----- Data extract -----

//! Router assembly and the listener loop.

use axum::Router;
use axum::http::{HeaderName, Method, header};
use axum::routing::{get, post};
use log::{info, warn};
use tokio::net::TcpListener;
use tower_http::cors::{Any, CorsLayer};
use tower_http::trace::TraceLayer;
use vpcforge_rs_config::VpcForgeConfig;
use vpcforge_rs_core::Orchestrator;

use crate::error::ServerError;
use crate::middleware;
use crate::routes;
use crate::state::AppState;

/// Build the router. Layers, outermost first: cors, trace, request id, key check.
pub fn router(state: AppState) -> Router {
    let cors = state.cors.then(|| cors_layer(state.api_key_header.clone()));
    let app = Router::new()
        .route(
            "/vpc",
            post(routes::create_network).get(routes::list_networks),
        )
        .route(
            "/vpc/{vpc_id}",
            get(routes::get_network).delete(routes::delete_network),
        )
        .fallback(routes::fallback)
        .layer(axum::middleware::from_fn_with_state(
            state.clone(),
            middleware::require_api_key,
        ))
        .layer(axum::middleware::from_fn(middleware::request_id))
        .layer(TraceLayer::new_for_http())
        .with_state(state);
    match cors {
        Some(cors) => app.layer(cors),
        None => app,
    }
}

fn cors_layer(api_key_header: HeaderName) -> CorsLayer {
    CorsLayer::new()
        .allow_origin(Any)
        .allow_methods([Method::GET, Method::POST, Method::DELETE, Method::OPTIONS])
        .allow_headers([header::CONTENT_TYPE, api_key_header])
}

/// Build the orchestrator from `config` and serve until ctrl-c.
pub async fn serve(config: &VpcForgeConfig) -> Result<(), ServerError> {
    let orchestrator = Orchestrator::from_config(config)?;
    let state = AppState::new(orchestrator, &config.server)?;
    if !state.requires_api_key() {
        warn!("no api key configured; requests are not authenticated");
    }
    let listener = TcpListener::bind(&config.server.bind).await?;
    info!(
        "vpcforge server listening (addr={}, cors={})",
        listener.local_addr()?,
        state.cors
    );
    axum::serve(listener, router(state))
        .with_graceful_shutdown(shutdown_signal())
        .await?;
    info!("vpcforge server stopped");
    Ok(())
}

async fn shutdown_signal() {
    match tokio::signal::ctrl_c().await {
        Ok(()) => info!("shutdown requested"),
        Err(err) => {
            warn!("failed to listen for ctrl-c (err={err})");
            std::future::pending::<()>().await;
        }
    }
}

-----

**Problem:**
Using the material above, quote the first line and each line after it, stopping at and including the line that holds "use crate::middleware;".

**Response to the exercise:**
//! Router assembly and the listener loop.

use axum::Router;
use axum::http::{HeaderName, Method, header};
use axum::routing::{get, post};
use log::{info, warn};
use tokio::net::TcpListener;
use tower_http::cors::{Any, CorsLayer};
use tower_http::trace::TraceLayer;
use vpcforge_rs_config::VpcForgeConfig;
use vpcforge_rs_core::Orchestrator;

use crate::error::ServerError;
use crate::middleware;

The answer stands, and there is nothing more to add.